The Surfer (2024)

A rugged man with a beard, wearing a black wetsuit, stands on a beach path holding a large yellow and red surfboard. Behind him, a younger man in a wetsuit carries a smaller orange board. Both look serious, with dense green shrubbery and a sandy path surrounding them under a bright sky.

The Surfer is the kind of film that creeps up on you. On the surface, it’s about a man returning to a beach from his childhood, hoping for a bit of connection, maybe even some healing. But what he finds there—both in the people and in himself—is something far more unsettling. Nicolas Cage plays the unnamed central figure, a man who comes back with his teenage son to the surf spot he once called home, only to be bullied and pushed out by a group of aggressive locals who claim the beach as theirs. That rejection hits him hard, and instead of walking away, he stays. What unfolds is a strange, quiet, and often uncomfortable story about pride, isolation, and the stories we tell ourselves to survive.

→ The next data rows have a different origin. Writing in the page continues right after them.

//! DayBoard Core Library
//!
//! Personal finance calculations for the DayBoard dashboard:
//! - Progressive income tax estimation from bracket tables
//! - Recurring charge (subscription) detection from transaction history
//! - Bracket table providers (embedded TOML, SQLite)
//! - Subscription, profile and commute storage
//! - Transaction import, commute cost and daily burn
//! - Net pay after rent across cities

pub mod budget;
pub mod commute;
pub mod db;
pub mod demo;
pub mod detect;
pub mod error;
pub mod housing;
pub mod import;
pub mod models;
pub mod store;
pub mod tax;
pub mod tax_tables;

pub use budget::{daily_burn, DailyBurn};
pub use commute::{CommuteCostModel, CommuteEstimate};
pub use db::Database;
pub use detect::{detect_recurring, detect_recurring_with, DetectionConfig};
pub use error::{Error, Result};
pub use housing::{HousingComparison, RentMarket};
pub use store::{MemoryStore, Repository};
pub use tax::{estimate_taxes, StateComparison, TaxEstimator, TaxEstimatorConfig};
pub use tax_tables::{BracketTable, FederalTable, TaxTableProvider, TaxTables};
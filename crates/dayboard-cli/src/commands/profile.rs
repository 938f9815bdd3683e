//! Profile command implementations

use anyhow::{bail, Result};
use dayboard_core::models::{PayFrequency, Profile};
use dayboard_core::store::Repository;

use super::{format_cents, parse_date_arg, parse_dollars_arg, Backend};

/// Profile fields from `profile set`; `None` keeps the stored value
#[derive(Debug, Default)]
pub struct ProfileUpdate {
    pub home_addr: Option<String>,
    pub office_addr: Option<String>,
    pub city: Option<String>,
    pub state: Option<String>,
    pub hourly: Option<String>,
    pub hours_per_week: Option<i64>,
    pub stipend: Option<String>,
    pub pay_freq: Option<String>,
    pub start_date: Option<String>,
    pub in_office_days: Option<i64>,
    pub food: Option<String>,
}

impl ProfileUpdate {
    /// Apply the update on top of `profile`
    pub fn apply(self, mut profile: Profile) -> Result<Profile> {
        if let Some(v) = self.home_addr {
            profile.home_addr = v;
        }
        if let Some(v) = self.office_addr {
            profile.office_addr = v;
        }
        if let Some(v) = self.city {
            profile.city = v;
        }
        if let Some(v) = self.state {
            let state = v.trim().to_uppercase();
            if !state.is_empty() && state.len() != 2 {
                bail!("State must be a two-letter code, got {}", v);
            }
            profile.state = state;
        }
        if let Some(v) = self.hourly {
            profile.hourly_cents = Some(parse_dollars_arg("hourly", &v)?);
        }
        if let Some(v) = self.hours_per_week {
            profile.hours_per_week = Some(v);
        }
        if let Some(v) = self.stipend {
            profile.stipend_cents = Some(parse_dollars_arg("stipend", &v)?);
        }
        if let Some(v) = self.pay_freq {
            profile.pay_freq = v.parse::<PayFrequency>().unwrap_or_default();
        }
        if let Some(date) = parse_date_arg("start-date", self.start_date.as_deref())? {
            profile.start_date = Some(date);
        }
        if let Some(v) = self.in_office_days {
            if !(0..=7).contains(&v) {
                bail!("--in-office-days must be between 0 and 7");
            }
            profile.in_office_days = v;
        }
        if let Some(v) = self.food {
            profile.food_cost_cents = parse_dollars_arg("food", &v)?;
        }
        Ok(profile)
    }
}

fn or_dash(s: &str) -> &str {
    if s.is_empty() {
        "-"
    } else {
        s
    }
}

pub fn cmd_profile_show(backend: &Backend) -> Result<()> {
    let Some(profile) = backend.repo().get_profile()? else {
        println!("No profile set. Run:");
        println!("  dayboard profile set --state IN --hourly 25 --hours-per-week 40");
        return Ok(());
    };

    println!();
    println!("👤 Profile");
    println!("   ─────────────────────────────");
    println!("   Home:            {}", or_dash(&profile.home_addr));
    println!("   Office:          {}", or_dash(&profile.office_addr));
    println!(
        "   Location:        {}, {}",
        or_dash(&profile.city),
        or_dash(&profile.state)
    );
    if let (Some(hourly), Some(hours)) = (profile.hourly_cents, profile.hours_per_week) {
        println!("   Pay:             {}/hr × {} hrs/week", format_cents(hourly), hours);
    }
    if let Some(stipend) = profile.stipend_cents {
        println!("   Stipend:         {}", format_cents(stipend));
    }
    if let Some(annual) = profile.annual_income_cents() {
        println!("   Annualized:      {}", format_cents(annual));
    }
    println!("   Paid:            {}", profile.pay_freq);
    if let Some(start) = profile.start_date {
        println!("   Started:         {}", start);
    }
    println!("   Office days:     {}/week", profile.in_office_days);
    println!("   Food per day:    {}", format_cents(profile.food_cost_cents));

    Ok(())
}

pub fn cmd_profile_set(backend: &Backend, update: ProfileUpdate) -> Result<()> {
    let current = backend.repo().get_profile()?.unwrap_or_default();
    let profile = update.apply(current)?;

    backend.repo().upsert_profile(&profile)?;
    backend.note_unsaved();

    println!("✅ Profile updated");
    Ok(())
}
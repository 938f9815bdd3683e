//! Profile and commute log operations

use rusqlite::{params, OptionalExtension};

use super::{format_date, parse_date, Database};
use crate::error::{Error, Result};
use crate::models::{CommuteEntry, NewCommuteEntry, Profile};

impl Database {
    pub fn get_profile(&self) -> Result<Option<Profile>> {
        let conn = self.conn()?;
        let profile = conn
            .query_row(
                r#"
                SELECT home_addr, office_addr, city, state, hourly_cents, hours_per_week,
                       stipend_cents, pay_freq, start_date, in_office_days, food_cost_cents
                FROM profile WHERE id = 1
                "#,
                [],
                |row| {
                    let pay_freq: String = row.get(7)?;
                    let start_date: Option<String> = row.get(8)?;
                    Ok(Profile {
                        home_addr: row.get(0)?,
                        office_addr: row.get(1)?,
                        city: row.get(2)?,
                        state: row.get(3)?,
                        hourly_cents: row.get(4)?,
                        hours_per_week: row.get(5)?,
                        stipend_cents: row.get(6)?,
                        pay_freq: pay_freq.parse().unwrap_or_default(),
                        start_date: start_date.as_deref().and_then(parse_date),
                        in_office_days: row.get(9)?,
                        food_cost_cents: row.get(10)?,
                    })
                },
            )
            .optional()?;
        Ok(profile)
    }

    /// Replace the stored profile
    pub fn upsert_profile(&self, profile: &Profile) -> Result<()> {
        let conn = self.conn()?;
        conn.execute(
            r#"
            INSERT INTO profile (id, home_addr, office_addr, city, state, hourly_cents, hours_per_week,
                                 stipend_cents, pay_freq, start_date, in_office_days, food_cost_cents)
            VALUES (1, ?, ?, ?, ?, ?, ?, ?, ?, ?, ?, ?)
            ON CONFLICT(id) DO UPDATE SET
                home_addr = excluded.home_addr,
                office_addr = excluded.office_addr,
                city = excluded.city,
                state = excluded.state,
                hourly_cents = excluded.hourly_cents,
                hours_per_week = excluded.hours_per_week,
                stipend_cents = excluded.stipend_cents,
                pay_freq = excluded.pay_freq,
                start_date = excluded.start_date,
                in_office_days = excluded.in_office_days,
                food_cost_cents = excluded.food_cost_cents,
                updated_at = CURRENT_TIMESTAMP
            "#,
            params![
                profile.home_addr,
                profile.office_addr,
                profile.city,
                profile.state,
                profile.hourly_cents,
                profile.hours_per_week,
                profile.stipend_cents,
                profile.pay_freq.as_str(),
                profile.start_date.map(format_date),
                profile.in_office_days,
                profile.food_cost_cents,
            ],
        )?;
        Ok(())
    }

    /// Commute log, oldest first
    pub fn list_commutes(&self) -> Result<Vec<CommuteEntry>> {
        let conn = self.conn()?;
        let mut stmt = conn.prepare(
            "SELECT id, date, from_addr, to_addr, cost_cents, method FROM commutes ORDER BY date, id",
        )?;

        let rows = stmt
            .query_map([], |row| {
                let date: String = row.get(1)?;
                Ok((
                    row.get::<_, i64>(0)?,
                    date,
                    row.get::<_, String>(2)?,
                    row.get::<_, String>(3)?,
                    row.get::<_, i64>(4)?,
                    row.get::<_, String>(5)?,
                ))
            })?
            .collect::<std::result::Result<Vec<_>, _>>()?;

        rows.into_iter()
            .map(|(id, date, from, to, cost_cents, method)| {
                let date = parse_date(&date).ok_or_else(|| {
                    Error::InvalidInput(format!("commute {} has invalid date: {}", id, date))
                })?;
                Ok(CommuteEntry {
                    id,
                    date,
                    from,
                    to,
                    cost_cents,
                    method,
                })
            })
            .collect()
    }

    pub fn add_commute(&self, entry: NewCommuteEntry) -> Result<CommuteEntry> {
        if entry.cost_cents < 0 {
            return Err(Error::InvalidInput(format!(
                "commute cost must not be negative: {}",
                entry.cost_cents
            )));
        }

        let conn = self.conn()?;
        conn.execute(
            "INSERT INTO commutes (date, from_addr, to_addr, cost_cents, method) VALUES (?, ?, ?, ?, ?)",
            params![
                format_date(entry.date),
                entry.from,
                entry.to,
                entry.cost_cents,
                entry.method,
            ],
        )?;

        Ok(CommuteEntry {
            id: conn.last_insert_rowid(),
            date: entry.date,
            from: entry.from,
            to: entry.to,
            cost_cents: entry.cost_cents,
            method: entry.method,
        })
    }
}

From the opening scenes, there’s a heavy stillness to the film. The sky feels too big. The beach stretches too far. It’s beautiful, yes—but also harsh, empty, and indifferent. The film makes great use of that indifference. It’s not the kind of place where people come together; it’s the kind of place where you can get lost, where time stretches out and turns in on itself. Director Lorcan Finnegan leans into that atmosphere, letting the silences speak and letting the landscape slowly become a kind of psychological mirror.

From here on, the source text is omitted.